• [THE PROBLEM]
Select and reproduce each line of the listing below that bears the string "CollabError".

• [EXERCISE MATERIALS]
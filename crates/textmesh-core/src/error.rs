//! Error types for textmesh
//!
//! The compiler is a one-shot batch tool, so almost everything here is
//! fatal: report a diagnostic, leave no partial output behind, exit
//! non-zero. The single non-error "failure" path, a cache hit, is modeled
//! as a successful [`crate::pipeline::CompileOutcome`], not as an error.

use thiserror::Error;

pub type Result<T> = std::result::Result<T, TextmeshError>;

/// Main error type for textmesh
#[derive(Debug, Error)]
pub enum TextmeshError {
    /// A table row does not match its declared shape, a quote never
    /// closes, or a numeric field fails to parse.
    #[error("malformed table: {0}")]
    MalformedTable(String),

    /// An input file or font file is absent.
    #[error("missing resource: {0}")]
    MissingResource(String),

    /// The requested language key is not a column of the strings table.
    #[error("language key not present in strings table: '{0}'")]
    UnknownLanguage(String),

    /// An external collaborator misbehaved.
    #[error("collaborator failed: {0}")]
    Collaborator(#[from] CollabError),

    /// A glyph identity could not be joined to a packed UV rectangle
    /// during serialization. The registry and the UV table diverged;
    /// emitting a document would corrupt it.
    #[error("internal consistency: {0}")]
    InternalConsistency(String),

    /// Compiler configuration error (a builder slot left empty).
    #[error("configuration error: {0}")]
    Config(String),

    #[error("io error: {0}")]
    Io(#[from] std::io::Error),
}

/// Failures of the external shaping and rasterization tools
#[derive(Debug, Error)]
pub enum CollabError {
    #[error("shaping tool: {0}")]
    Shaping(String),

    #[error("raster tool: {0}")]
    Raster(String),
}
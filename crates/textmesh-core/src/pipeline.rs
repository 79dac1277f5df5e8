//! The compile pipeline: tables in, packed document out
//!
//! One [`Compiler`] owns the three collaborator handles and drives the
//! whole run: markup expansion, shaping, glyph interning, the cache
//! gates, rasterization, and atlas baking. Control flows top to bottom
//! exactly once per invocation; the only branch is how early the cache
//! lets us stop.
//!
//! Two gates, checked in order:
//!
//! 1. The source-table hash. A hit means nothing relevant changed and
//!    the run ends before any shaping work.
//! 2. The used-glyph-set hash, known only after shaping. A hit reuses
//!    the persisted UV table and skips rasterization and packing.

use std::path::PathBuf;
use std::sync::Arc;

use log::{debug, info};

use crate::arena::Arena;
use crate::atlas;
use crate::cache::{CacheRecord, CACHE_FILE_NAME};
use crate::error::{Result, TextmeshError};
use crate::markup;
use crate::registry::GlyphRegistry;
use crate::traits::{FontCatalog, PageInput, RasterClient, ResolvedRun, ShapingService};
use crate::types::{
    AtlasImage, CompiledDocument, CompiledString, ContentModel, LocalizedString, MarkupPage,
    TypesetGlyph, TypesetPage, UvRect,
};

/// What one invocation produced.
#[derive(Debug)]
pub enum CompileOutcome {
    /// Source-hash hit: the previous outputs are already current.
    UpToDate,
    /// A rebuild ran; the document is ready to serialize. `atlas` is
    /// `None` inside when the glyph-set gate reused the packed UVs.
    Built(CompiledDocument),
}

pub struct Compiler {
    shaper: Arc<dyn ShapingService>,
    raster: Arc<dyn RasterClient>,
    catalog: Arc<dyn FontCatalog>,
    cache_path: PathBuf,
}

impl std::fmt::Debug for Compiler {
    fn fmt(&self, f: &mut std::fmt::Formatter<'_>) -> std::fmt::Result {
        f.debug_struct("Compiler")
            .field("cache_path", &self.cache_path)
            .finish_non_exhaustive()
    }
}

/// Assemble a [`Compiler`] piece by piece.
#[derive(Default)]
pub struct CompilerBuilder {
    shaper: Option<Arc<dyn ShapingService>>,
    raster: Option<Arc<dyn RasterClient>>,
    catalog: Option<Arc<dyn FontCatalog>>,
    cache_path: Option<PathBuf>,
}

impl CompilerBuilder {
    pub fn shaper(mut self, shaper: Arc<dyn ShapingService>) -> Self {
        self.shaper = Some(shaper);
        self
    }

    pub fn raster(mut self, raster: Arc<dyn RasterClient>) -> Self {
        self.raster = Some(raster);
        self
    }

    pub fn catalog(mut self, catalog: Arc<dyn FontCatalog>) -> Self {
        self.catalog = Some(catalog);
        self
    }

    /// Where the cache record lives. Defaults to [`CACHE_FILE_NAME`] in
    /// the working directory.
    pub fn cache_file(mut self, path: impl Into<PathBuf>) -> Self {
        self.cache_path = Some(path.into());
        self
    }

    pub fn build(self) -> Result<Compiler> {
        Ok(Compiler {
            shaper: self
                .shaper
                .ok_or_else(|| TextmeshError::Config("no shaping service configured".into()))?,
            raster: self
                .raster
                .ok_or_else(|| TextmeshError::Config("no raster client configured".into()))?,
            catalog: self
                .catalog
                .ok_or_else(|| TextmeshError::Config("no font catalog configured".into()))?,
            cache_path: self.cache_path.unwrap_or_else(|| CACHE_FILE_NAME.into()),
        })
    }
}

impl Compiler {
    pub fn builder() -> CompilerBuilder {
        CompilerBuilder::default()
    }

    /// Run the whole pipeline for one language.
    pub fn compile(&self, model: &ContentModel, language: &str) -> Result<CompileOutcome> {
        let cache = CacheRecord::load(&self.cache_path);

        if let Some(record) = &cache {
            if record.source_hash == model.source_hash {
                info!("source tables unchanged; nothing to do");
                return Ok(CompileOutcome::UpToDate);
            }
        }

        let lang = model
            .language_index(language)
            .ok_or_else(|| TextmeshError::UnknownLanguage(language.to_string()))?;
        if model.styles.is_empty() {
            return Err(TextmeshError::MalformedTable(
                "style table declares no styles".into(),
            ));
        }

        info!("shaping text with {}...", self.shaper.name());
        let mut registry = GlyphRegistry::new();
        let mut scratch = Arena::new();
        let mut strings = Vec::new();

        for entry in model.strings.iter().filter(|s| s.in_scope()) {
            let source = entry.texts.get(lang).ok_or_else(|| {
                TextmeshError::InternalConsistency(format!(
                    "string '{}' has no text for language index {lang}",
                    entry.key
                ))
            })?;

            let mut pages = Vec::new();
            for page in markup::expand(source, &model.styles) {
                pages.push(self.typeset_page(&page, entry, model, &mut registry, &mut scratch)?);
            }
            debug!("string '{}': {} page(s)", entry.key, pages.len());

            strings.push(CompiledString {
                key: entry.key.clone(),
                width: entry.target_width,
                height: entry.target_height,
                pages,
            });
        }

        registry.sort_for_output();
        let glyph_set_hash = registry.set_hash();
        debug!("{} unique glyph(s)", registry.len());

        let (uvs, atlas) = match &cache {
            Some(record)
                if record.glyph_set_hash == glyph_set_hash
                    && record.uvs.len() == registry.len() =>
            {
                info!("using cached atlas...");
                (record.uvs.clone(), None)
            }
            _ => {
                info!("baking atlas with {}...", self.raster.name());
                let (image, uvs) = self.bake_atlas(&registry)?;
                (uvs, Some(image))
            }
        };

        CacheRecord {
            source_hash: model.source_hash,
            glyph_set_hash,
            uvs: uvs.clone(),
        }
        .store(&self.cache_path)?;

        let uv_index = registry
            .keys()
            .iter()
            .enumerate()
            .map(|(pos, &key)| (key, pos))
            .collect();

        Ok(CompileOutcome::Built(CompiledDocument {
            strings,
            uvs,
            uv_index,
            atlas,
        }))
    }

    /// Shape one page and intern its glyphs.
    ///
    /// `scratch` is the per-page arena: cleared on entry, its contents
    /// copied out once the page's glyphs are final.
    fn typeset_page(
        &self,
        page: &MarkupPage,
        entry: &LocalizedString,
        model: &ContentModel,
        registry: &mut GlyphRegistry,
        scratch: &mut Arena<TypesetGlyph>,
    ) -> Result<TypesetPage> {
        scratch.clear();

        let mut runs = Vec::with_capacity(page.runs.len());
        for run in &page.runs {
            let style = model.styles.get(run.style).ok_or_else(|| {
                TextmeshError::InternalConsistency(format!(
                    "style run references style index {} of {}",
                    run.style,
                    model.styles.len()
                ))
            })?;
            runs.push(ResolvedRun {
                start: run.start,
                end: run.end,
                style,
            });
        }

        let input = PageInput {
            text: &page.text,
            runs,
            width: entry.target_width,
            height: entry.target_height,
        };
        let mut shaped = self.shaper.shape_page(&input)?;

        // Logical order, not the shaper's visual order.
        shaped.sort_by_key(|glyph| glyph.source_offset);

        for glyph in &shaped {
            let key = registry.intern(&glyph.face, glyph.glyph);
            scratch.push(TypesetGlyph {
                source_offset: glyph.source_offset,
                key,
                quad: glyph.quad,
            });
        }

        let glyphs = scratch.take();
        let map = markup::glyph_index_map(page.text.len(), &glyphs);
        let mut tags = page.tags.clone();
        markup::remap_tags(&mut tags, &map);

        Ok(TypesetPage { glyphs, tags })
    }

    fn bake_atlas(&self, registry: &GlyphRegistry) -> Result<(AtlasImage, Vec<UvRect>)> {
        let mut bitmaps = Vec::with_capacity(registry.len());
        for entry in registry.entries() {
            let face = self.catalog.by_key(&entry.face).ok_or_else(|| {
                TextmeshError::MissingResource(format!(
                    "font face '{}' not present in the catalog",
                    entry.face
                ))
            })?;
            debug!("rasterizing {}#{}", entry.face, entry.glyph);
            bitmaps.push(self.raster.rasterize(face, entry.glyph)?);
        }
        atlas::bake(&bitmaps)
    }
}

• [SOLUTION]
    Collaborator(#[from] CollabError),
pub enum CollabError {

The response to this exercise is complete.